Eight immigration detainees who were held behind bars for more than a year have been granted their freedom after the launch of a review into a system that critics charge has long favoured incarceration and has resulted in non-citizens being left to languish in jail.
Six of those long-term detainees are now out of jail, while the release of two others is imminent, a spokesperson for the Immigration and Refugee Board told the Star. In addition, two former long-term detainees have been deported following the review of 27 long-term detention cases involving inmates locked up for at least a year.
The review was launched in the wake of a damning independent audit this summer that revealed a system that unfairly keeps people behind bars for months on end due to ill-informed adjudicators, decision-making based on inaccurate information, unchallenged faith in border enforcement officials and inadequate legal representation for detainees.
It also followed a Star investigation last year that found an immigration detention system that indefinitely warehouses non-citizens, away from public scrutiny and in conditions intended for a criminal population.
While those who were freed are still subject to constant monitoring and reporting requirements, the remaining 17 long-term detainees remain incarcerated and are entitled to periodic assessment for possible release. The board notes that the number of detainees who have been released is based on the latest information it had available.
Identities and personal details of the detainees granted their freedom were not available Tuesday, but the Star confirmed one of the eight is Ebrahim Toure, a failed refugee claimant who was profiled in the Star investigation and released in September after 5-1/2 years in jail. He was freed with a combined $26,000 in cash and performance bonds put forward by three sureties.
“It’s excellent that the board is taking the audit findings seriously. These are discretionary decisions and the system is supposed to catch these (unjustified) cases,” said University of Toronto professor Stephanie Silverman, an expert on immigration detention practises.
“The system is imperfect and decision-makers need more training in not just the reasons for detention but the reasons for release. Long-term detention has physical and mental consequences on detainees. Decision-makers need to take harm into balance in their decision-making.”
Long-term immigration detainees are entitled to a review every 30 days before an adjudicator to determine if they should be released or kept behind bars. Although decision-makers are randomly assigned to cases, inmates can only be heard by a pool of adjudicators who work in one of the three regional offices — Ontario, Quebec and British Columbia — based on the detainees’ locations.

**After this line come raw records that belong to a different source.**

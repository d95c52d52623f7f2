//! Parsing of session prompt lines.

use std::str::FromStr;

use mapfence::app::RouteRole;
use mapfence::coord::Coordinate;

/// Where a route endpoint comes from.
#[derive(Debug, Clone, PartialEq)]
pub enum Target {
    /// 1-based index into the current address results
    Result(usize),
    At(Coordinate),
}

/// One line typed at the session prompt.
#[derive(Debug, Clone, PartialEq)]
pub enum SessionCommand {
    Search(String),
    Results,
    Pick(usize),
    Endpoint { role: RouteRole, target: Target },
    Route,
    Center(RouteRole),
    Poi { keyword: String, radius_m: Option<u32> },
    PickPoi(usize),
    Fence(Option<f64>),
    FenceAt { center: Coordinate, radius_m: Option<f64> },
    Click(Coordinate),
    Start,
    Stop,
    Weather,
    Status,
    Map,
    Help,
    Quit,
}

pub const HELP: &str = "\
Commands:
  search TEXT          look up an address (empty TEXT clears results)
  results              list the current address results
  pick N               drop a marker on result N and center on it
  from N|LAT,LON       set the route start
  to N|LAT,LON         set the route destination
  route                plan a route between the endpoints
  center from|to       center the map on a route endpoint
  poi KEYWORD [R]      search amenities within R meters of the center
  pickpoi N            drop a marker on POI result N
  fence [R]            place the geofence at your position (or the center)
  fence-at LAT,LON [R] place the geofence at a coordinate
  click LAT,LON        click the map (moves the geofence)
  start | stop         start or stop position tracking
  weather              current weather at your position (or the center)
  status               show the session state
  map                  describe what the map shows
  help                 this text
  quit                 leave the session";

impl FromStr for SessionCommand {
    type Err = String;

    fn from_str(line: &str) -> Result<Self, Self::Err> {
        let line = line.trim();
        let (word, rest) = match line.split_once(char::is_whitespace) {
            Some((word, rest)) => (word, rest.trim()),
            None => (line, ""),
        };
        let args: Vec<&str> = rest.split_whitespace().collect();

        let command = match word.to_lowercase().as_str() {
            "search" => SessionCommand::Search(rest.to_string()),
            "results" => SessionCommand::Results,
            "pick" => SessionCommand::Pick(index(&args)?),
            "from" | "to" => SessionCommand::Endpoint {
                role: word.parse()?,
                target: target(&args)?,
            },
            "route" => SessionCommand::Route,
            "center" => {
                let role = args.first().ok_or("Usage: center from|to")?;
                SessionCommand::Center(role.parse()?)
            }
            "poi" => poi(&args)?,
            "pickpoi" => SessionCommand::PickPoi(index(&args)?),
            "fence" => SessionCommand::Fence(args.first().map(|r| radius(r)).transpose()?),
            "fence-at" => SessionCommand::FenceAt {
                center: coordinate(args.first().ok_or("Usage: fence-at LAT,LON [R]")?)?,
                radius_m: args.get(1).map(|r| radius(r)).transpose()?,
            },
            "click" => SessionCommand::Click(coordinate(
                args.first().ok_or("Usage: click LAT,LON")?,
            )?),
            "start" => SessionCommand::Start,
            "stop" => SessionCommand::Stop,
            "weather" => SessionCommand::Weather,
            "status" => SessionCommand::Status,
            "map" => SessionCommand::Map,
            "help" | "?" => SessionCommand::Help,
            "quit" | "exit" | "q" => SessionCommand::Quit,
            other => {
                return Err(format!(
                    "Unknown command '{}'. Type 'help' for a list.",
                    other
                ))
            }
        };

        Ok(command)
    }
}

/// 1-based list position.
fn index(args: &[&str]) -> Result<usize, String> {
    let text = args.first().ok_or("Missing result number")?;
    match text.parse::<usize>() {
        Ok(n) if n >= 1 => Ok(n),
        _ => Err(format!("'{}' is not a result number", text)),
    }
}

fn target(args: &[&str]) -> Result<Target, String> {
    let text = args.first().ok_or("Missing result number or LAT,LON")?;
    if text.contains(',') {
        coordinate(text).map(Target::At)
    } else {
        index(args).map(Target::Result)
    }
}

fn coordinate(text: &str) -> Result<Coordinate, String> {
    text.parse().map_err(|e: mapfence::coord::CoordError| e.to_string())
}

fn radius(text: &str) -> Result<f64, String> {
    match text.parse::<f64>() {
        Ok(r) if r.is_finite() && r > 0.0 => Ok(r),
        _ => Err(format!("'{}' is not a radius in meters", text)),
    }
}

/// `poi KEYWORD... [R]`: a trailing integer is the radius.
fn poi(args: &[&str]) -> Result<SessionCommand, String> {
    let (radius_m, words) = match args.split_last() {
        Some((last, rest)) if !rest.is_empty() => match last.parse::<u32>() {
            Ok(r) if r > 0 => (Some(r), rest),
            _ => (None, args),
        },
        _ => (None, args),
    };

    if words.is_empty() {
        return Err("Usage: poi KEYWORD [R]".to_string());
    }

    Ok(SessionCommand::Poi {
        keyword: words.join(" "),
        radius_m,
    })
}

#[cfg(test)]
mod tests {
    use super::*;

    fn parse(line: &str) -> SessionCommand {
        line.parse().unwrap()
    }

    #[test]
    fn test_search_keeps_full_text() {
        assert_eq!(
            parse("search  India Gate, New Delhi "),
            SessionCommand::Search("India Gate, New Delhi".into())
        );
        assert_eq!(parse("search"), SessionCommand::Search(String::new()));
    }

    #[test]
    fn test_endpoints_by_index_or_coordinate() {
        assert_eq!(
            parse("from 2"),
            SessionCommand::Endpoint {
                role: RouteRole::From,
                target: Target::Result(2)
            }
        );
        assert_eq!(
            parse("TO 28.5,77.1"),
            SessionCommand::Endpoint {
                role: RouteRole::To,
                target: Target::At(Coordinate::new(28.5, 77.1).unwrap())
            }
        );
        assert!("from 0".parse::<SessionCommand>().is_err());
        assert!("to 95,0".parse::<SessionCommand>().is_err());
    }

    #[test]
    fn test_poi_trailing_radius() {
        assert_eq!(
            parse("poi fast food 500"),
            SessionCommand::Poi {
                keyword: "fast food".into(),
                radius_m: Some(500)
            }
        );
        assert_eq!(
            parse("poi cafe"),
            SessionCommand::Poi {
                keyword: "cafe".into(),
                radius_m: None
            }
        );
        // A lone number is a keyword, not a radius
        assert_eq!(
            parse("poi 24"),
            SessionCommand::Poi {
                keyword: "24".into(),
                radius_m: None
            }
        );
        assert!("poi".parse::<SessionCommand>().is_err());
    }

    #[test]
    fn test_fence_commands() {
        assert_eq!(parse("fence"), SessionCommand::Fence(None));
        assert_eq!(parse("fence 250"), SessionCommand::Fence(Some(250.0)));
        assert_eq!(
            parse("fence-at 28.6139,77.2090 150"),
            SessionCommand::FenceAt {
                center: Coordinate::new(28.6139, 77.2090).unwrap(),
                radius_m: Some(150.0)
            }
        );
        assert!("fence -5".parse::<SessionCommand>().is_err());
        assert!("fence-at".parse::<SessionCommand>().is_err());
    }

    #[test]
    fn test_center_role() {
        assert_eq!(parse("center to"), SessionCommand::Center(RouteRole::To));
        assert!("center middle".parse::<SessionCommand>().is_err());
    }

    #[test]
    fn test_unknown_command_mentions_help() {
        let err = "teleport 1".parse::<SessionCommand>().unwrap_err();
        assert!(err.contains("teleport"));
        assert!(err.contains("help"));
    }

    #[test]
    fn test_quit_aliases() {
        for line in ["quit", "exit", "q"] {
            assert_eq!(parse(line), SessionCommand::Quit);
        }
    }
}
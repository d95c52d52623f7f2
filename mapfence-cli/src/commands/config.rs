//! Configuration management CLI commands.
//!
//! Provides `config path`, `config init` and `config show`. These run
//! without logging so they stay usable when the file itself is broken.

use std::path::PathBuf;

use clap::Subcommand;
use mapfence::config::{config_file_path, ConfigFile};

use crate::error::CliError;
use crate::runner::load_config;

/// Config subcommands.
#[derive(Debug, Subcommand)]
pub enum ConfigCommands {
    /// Show the configuration file path
    Path,

    /// Write a default configuration file if none exists
    Init,

    /// Print the effective configuration (file values over defaults)
    Show,
}

/// Run a config subcommand.
pub fn run(command: ConfigCommands, config_path: Option<PathBuf>) -> Result<(), CliError> {
    let path = config_path.unwrap_or_else(config_file_path);

    match command {
        ConfigCommands::Path => {
            println!("{}", path.display());
            Ok(())
        }
        ConfigCommands::Init => run_init(path),
        ConfigCommands::Show => {
            let config = load_config(&path)?;
            print!("{}", config.to_ini_string());
            Ok(())
        }
    }
}

/// Create the config file with defaults.
fn run_init(path: PathBuf) -> Result<(), CliError> {
    let created = ConfigFile::ensure_exists_at(&path)
        .map_err(|error| CliError::ConfigFile { path: path.clone(), error })?;

    if created {
        println!("Created {}", path.display());
    } else {
        println!("Configuration already exists at {}", path.display());
        println!("Run 'mapfence config show' to see the effective settings.");
    }

    Ok(())
}
//! CLI error handling with user-friendly messages.
//!
//! Centralizes error handling for the CLI, providing consistent formatting
//! and appropriate exit codes.

use std::fmt;
use std::path::PathBuf;
use std::process;

use mapfence::config::ConfigFileError;
use mapfence::provider::ProviderError;

/// CLI-specific errors with user-friendly messages.
#[derive(Debug)]
pub enum CliError {
    /// Failed to initialize logging
    LoggingInit(String),
    /// Configuration error
    Config(String),
    /// Config file could not be read, parsed or written
    ConfigFile {
        path: PathBuf,
        error: ConfigFileError,
    },
    /// A map service request failed
    Service {
        service: &'static str,
        error: ProviderError,
    },
    /// The interactive session's coordinator stopped unexpectedly
    Session(String),
    /// Reading commands or writing output failed
    Io(std::io::Error),
}

impl CliError {
    /// Exit the process with an appropriate error message and code.
    pub fn exit(&self) -> ! {
        eprintln!("Error: {}", self);

        // Print additional help for specific errors
        match self {
            CliError::ConfigFile {
                error: ConfigFileError::InvalidValue { .. },
                path,
            } => {
                eprintln!();
                eprintln!("Fix the value in {} or remove the key", path.display());
                eprintln!("to fall back to its default.");
            }
            CliError::Service {
                error: ProviderError::HttpError(_),
                ..
            } => {
                eprintln!();
                eprintln!("Common issues:");
                eprintln!("  1. No network connection");
                eprintln!("  2. The public endpoint is rate limiting this client");
                eprintln!("  3. A custom URL in [services] is wrong: see 'mapfence config show'");
            }
            _ => {}
        }

        process::exit(1)
    }
}

impl fmt::Display for CliError {
    fn fmt(&self, f: &mut fmt::Formatter<'_>) -> fmt::Result {
        match self {
            CliError::LoggingInit(msg) => write!(f, "Failed to initialize logging: {}", msg),
            CliError::Config(msg) => write!(f, "Configuration error: {}", msg),
            CliError::ConfigFile { path, error } => write!(f, "{} ({})", error, path.display()),
            CliError::Service { service, error } => {
                write!(f, "{} request failed: {}", service, error)
            }
            CliError::Session(msg) => write!(f, "Session error: {}", msg),
            CliError::Io(e) => write!(f, "I/O error: {}", e),
        }
    }
}

impl std::error::Error for CliError {
    fn source(&self) -> Option<&(dyn std::error::Error + 'static)> {
        match self {
            CliError::ConfigFile { error, .. } => Some(error),
            CliError::Service { error, .. } => Some(error),
            CliError::Io(e) => Some(e),
            _ => None,
        }
    }
}

impl From<std::io::Error> for CliError {
    fn from(e: std::io::Error) -> Self {
        CliError::Io(e)
    }
}
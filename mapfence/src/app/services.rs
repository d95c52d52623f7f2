//! The adapter bundle the runtime calls into.

use std::future::Future;

use crate::coord::Coordinate;
use crate::provider::{
    AsyncReqwestClient, Geocoder, NominatimGeocoder, OpenMeteoWeather, OsrmRouter,
    OverpassPoiSearch, Place, Poi, PoiQuery, PoiSearch, RoutePlan, Router, Weather,
    WeatherService,
};

/// Every remote capability the coordinator needs.
///
/// Like the adapter traits, methods never fail; they return neutral values.
pub trait MapServices: Send + Sync + 'static {
    fn geocode(&self, query: &str) -> impl Future<Output = Vec<Place>> + Send;

    fn search_poi(&self, query: &PoiQuery) -> impl Future<Output = Vec<Poi>> + Send;

    fn route(&self, from: Coordinate, to: Coordinate) -> impl Future<Output = RoutePlan> + Send;

    fn weather(&self, at: Coordinate) -> impl Future<Output = Option<Weather>> + Send;
}

/// Groups one adapter per capability.
pub struct Services<G, P, R, W> {
    pub geocoder: G,
    pub poi: P,
    pub router: R,
    pub weather: W,
}

impl<G, P, R, W> MapServices for Services<G, P, R, W>
where
    G: Geocoder + 'static,
    P: PoiSearch + 'static,
    R: Router + 'static,
    W: WeatherService + 'static,
{
    async fn geocode(&self, query: &str) -> Vec<Place> {
        self.geocoder.search(query).await
    }

    async fn search_poi(&self, query: &PoiQuery) -> Vec<Poi> {
        self.poi.search(query).await
    }

    async fn route(&self, from: Coordinate, to: Coordinate) -> RoutePlan {
        self.router.route(from, to).await
    }

    async fn weather(&self, at: Coordinate) -> Option<Weather> {
        self.weather.current(at).await
    }
}

/// The public-web service stack.
pub type HttpServices = Services<
    NominatimGeocoder<AsyncReqwestClient>,
    OverpassPoiSearch<AsyncReqwestClient>,
    OsrmRouter<AsyncReqwestClient>,
    OpenMeteoWeather<AsyncReqwestClient>,
>;

/// Endpoints and limits for [`HttpServices::from_endpoints`].
#[derive(Debug, Clone, PartialEq)]
pub struct ServiceEndpoints {
    pub geocoder_url: String,
    pub poi_url: String,
    pub router_url: String,
    pub weather_url: String,
    pub max_places: usize,
    pub max_pois: usize,
}

impl HttpServices {
    /// Builds all four adapters over one shared HTTP client.
    pub fn from_endpoints(http: AsyncReqwestClient, endpoints: &ServiceEndpoints) -> Self {
        Services {
            geocoder: NominatimGeocoder::new(http.clone(), endpoints.geocoder_url.clone())
                .with_max_results(endpoints.max_places),
            poi: OverpassPoiSearch::new(http.clone(), endpoints.poi_url.clone())
                .with_max_results(endpoints.max_pois),
            router: OsrmRouter::new(http.clone(), endpoints.router_url.clone()),
            weather: OpenMeteoWeather::new(http, endpoints.weather_url.clone()),
        }
    }
}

Detainees are usually failed refugee claimants or immigrants whose permanent resident status has been revoked. They are held pending deportation because officials consider them a flight risk, a danger to the public, or if their identity can’t be confirmed. Others are inadmissible to Canada for security reasons, violation of human rights, crimes against humanity or for serious criminality or organized criminality.
The number of immigration detainees varies by the day but as of September, 50 had been held for more than a year; 57 between six and 12 months; 183 between three and six months; and 2,157 for under 90 days.
Under the review, the refugee board said decision-makers are instructed to “actively” investigate the specific barriers to release the detainees, explore potential alternatives to detention and develop a viable plan for their release.
“We have seen early success with the program, where all parties understand what is required for release and are ensuring that reasonable and timely efforts are being taken,” said the board’s spokesperson Anna Pape.
While advocates are pleased the board has made an effort to bring accountability to detention decisions, they said the fact just eight out of the 27 long-term detainees had been ordered released shows the system is flawed.
Hanna Gros of the University of Toronto’s International Human Rights Program said these reviews are an important first step.
“Immigration detainees are incarcerated the same way as people in the criminal justice system. We are depriving people of their liberty. It’s one of the most invasive acts taken against private individuals,” said Gros. “We can’t be wrong about these decisions.”
Toronto lawyer Jared Will, who represented Toure, said more robust legal safeguards are needed to justify prolonged immigration detention in the long run.
“We need stricter rules about the time duration an individual can be detained and about the burden of proof and procedural standards for justification of the detention,” Will said. “There is too much margin of error in their discretion now.”